START Given entries

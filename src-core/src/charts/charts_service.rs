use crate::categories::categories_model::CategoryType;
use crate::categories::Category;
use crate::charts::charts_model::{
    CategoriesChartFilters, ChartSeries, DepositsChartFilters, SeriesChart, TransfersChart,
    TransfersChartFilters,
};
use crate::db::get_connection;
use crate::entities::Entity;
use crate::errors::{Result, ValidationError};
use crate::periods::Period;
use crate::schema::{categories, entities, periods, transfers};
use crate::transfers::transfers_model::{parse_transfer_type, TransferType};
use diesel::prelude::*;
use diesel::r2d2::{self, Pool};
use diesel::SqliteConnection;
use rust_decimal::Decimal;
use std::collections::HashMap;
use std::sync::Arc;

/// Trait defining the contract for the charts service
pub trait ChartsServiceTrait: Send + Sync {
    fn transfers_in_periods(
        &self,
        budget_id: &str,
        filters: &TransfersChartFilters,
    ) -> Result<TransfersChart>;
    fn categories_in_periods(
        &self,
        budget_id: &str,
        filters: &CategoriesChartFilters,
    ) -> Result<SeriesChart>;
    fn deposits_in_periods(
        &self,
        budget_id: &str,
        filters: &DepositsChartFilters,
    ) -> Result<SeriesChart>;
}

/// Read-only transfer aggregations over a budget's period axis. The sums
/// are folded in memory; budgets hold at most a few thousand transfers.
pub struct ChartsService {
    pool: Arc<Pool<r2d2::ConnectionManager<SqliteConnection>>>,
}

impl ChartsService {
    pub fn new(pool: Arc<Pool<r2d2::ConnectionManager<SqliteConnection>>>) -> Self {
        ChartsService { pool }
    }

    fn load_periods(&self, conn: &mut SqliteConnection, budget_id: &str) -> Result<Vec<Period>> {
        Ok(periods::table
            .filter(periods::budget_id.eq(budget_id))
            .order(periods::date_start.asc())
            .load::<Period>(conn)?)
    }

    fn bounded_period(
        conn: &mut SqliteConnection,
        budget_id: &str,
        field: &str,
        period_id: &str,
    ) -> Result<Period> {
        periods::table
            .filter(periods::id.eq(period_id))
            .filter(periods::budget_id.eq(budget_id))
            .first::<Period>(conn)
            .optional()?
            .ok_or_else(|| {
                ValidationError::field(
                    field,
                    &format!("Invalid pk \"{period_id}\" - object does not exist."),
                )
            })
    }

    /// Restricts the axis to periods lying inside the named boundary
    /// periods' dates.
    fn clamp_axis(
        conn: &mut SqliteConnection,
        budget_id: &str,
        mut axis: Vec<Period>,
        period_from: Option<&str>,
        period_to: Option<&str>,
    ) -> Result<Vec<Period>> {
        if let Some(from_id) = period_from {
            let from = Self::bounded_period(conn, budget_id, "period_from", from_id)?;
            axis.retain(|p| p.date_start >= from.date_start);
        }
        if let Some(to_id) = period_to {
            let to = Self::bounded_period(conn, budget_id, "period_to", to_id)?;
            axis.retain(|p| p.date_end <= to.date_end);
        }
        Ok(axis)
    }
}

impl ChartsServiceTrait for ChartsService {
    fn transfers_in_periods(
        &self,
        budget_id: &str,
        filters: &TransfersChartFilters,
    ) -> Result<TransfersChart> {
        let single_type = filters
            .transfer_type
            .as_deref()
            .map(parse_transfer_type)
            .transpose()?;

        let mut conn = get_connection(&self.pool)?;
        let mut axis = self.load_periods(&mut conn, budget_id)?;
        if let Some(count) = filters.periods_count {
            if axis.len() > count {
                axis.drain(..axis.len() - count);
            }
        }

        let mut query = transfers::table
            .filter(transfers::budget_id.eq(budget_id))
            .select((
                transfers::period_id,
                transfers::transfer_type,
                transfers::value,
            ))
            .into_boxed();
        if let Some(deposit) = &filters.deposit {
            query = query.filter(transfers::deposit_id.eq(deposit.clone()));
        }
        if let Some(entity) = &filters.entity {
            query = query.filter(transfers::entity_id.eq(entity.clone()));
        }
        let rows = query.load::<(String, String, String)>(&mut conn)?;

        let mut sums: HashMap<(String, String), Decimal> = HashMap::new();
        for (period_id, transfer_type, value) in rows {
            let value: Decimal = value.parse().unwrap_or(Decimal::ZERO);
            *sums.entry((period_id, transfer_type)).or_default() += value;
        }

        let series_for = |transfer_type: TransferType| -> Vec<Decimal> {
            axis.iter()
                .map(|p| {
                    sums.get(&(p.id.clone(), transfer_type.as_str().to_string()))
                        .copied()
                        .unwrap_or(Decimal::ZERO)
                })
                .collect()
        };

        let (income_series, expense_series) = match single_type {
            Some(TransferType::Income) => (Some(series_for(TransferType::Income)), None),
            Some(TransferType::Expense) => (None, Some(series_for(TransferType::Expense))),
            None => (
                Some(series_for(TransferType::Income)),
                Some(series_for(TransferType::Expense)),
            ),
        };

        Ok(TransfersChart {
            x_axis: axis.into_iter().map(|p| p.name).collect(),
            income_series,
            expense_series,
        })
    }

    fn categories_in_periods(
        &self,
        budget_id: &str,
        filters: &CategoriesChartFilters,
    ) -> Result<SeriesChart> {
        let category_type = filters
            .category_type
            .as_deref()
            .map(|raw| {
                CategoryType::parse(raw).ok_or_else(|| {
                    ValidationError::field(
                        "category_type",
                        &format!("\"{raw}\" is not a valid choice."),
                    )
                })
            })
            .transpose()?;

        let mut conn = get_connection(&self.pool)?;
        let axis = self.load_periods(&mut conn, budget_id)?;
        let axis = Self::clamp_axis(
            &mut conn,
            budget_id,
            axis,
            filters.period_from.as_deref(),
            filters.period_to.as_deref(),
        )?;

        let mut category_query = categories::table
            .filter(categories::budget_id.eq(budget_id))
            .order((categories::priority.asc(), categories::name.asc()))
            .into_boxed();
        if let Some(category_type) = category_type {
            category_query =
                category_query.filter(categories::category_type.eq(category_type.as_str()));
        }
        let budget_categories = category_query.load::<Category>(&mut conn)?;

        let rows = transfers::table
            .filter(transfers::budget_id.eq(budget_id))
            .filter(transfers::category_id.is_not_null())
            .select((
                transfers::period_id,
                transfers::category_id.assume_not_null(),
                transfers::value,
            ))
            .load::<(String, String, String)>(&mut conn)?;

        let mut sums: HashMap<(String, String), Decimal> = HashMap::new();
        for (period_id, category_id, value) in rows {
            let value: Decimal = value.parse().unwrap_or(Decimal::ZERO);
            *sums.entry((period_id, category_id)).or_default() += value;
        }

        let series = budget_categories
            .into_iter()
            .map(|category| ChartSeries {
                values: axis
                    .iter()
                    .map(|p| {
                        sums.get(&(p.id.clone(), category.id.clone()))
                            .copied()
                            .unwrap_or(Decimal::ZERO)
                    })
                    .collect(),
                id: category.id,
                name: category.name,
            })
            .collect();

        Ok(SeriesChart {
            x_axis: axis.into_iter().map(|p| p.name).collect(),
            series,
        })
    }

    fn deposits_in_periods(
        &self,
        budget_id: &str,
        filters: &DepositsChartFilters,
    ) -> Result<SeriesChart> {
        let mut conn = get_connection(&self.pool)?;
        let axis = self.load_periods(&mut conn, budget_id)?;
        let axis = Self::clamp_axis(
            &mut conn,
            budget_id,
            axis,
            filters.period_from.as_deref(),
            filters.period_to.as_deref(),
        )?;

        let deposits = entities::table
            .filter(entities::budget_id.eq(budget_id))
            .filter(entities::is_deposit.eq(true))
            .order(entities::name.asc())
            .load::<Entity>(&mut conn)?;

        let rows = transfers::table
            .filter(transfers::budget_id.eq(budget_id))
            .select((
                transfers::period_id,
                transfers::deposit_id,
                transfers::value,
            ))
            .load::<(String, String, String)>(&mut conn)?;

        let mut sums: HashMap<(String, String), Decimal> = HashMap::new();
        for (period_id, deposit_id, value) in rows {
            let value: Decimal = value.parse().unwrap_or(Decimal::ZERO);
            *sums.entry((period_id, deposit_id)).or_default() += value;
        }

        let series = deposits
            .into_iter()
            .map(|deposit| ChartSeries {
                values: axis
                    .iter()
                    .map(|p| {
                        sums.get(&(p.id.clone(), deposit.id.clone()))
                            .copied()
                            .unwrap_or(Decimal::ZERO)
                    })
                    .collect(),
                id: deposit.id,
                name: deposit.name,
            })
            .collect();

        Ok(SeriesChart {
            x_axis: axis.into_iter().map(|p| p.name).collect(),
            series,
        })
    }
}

END Given entries

# [Action item]
Across all the lines of the data, count those that include the word "clone" and reply with that number only.

# [Solution to the problem]
5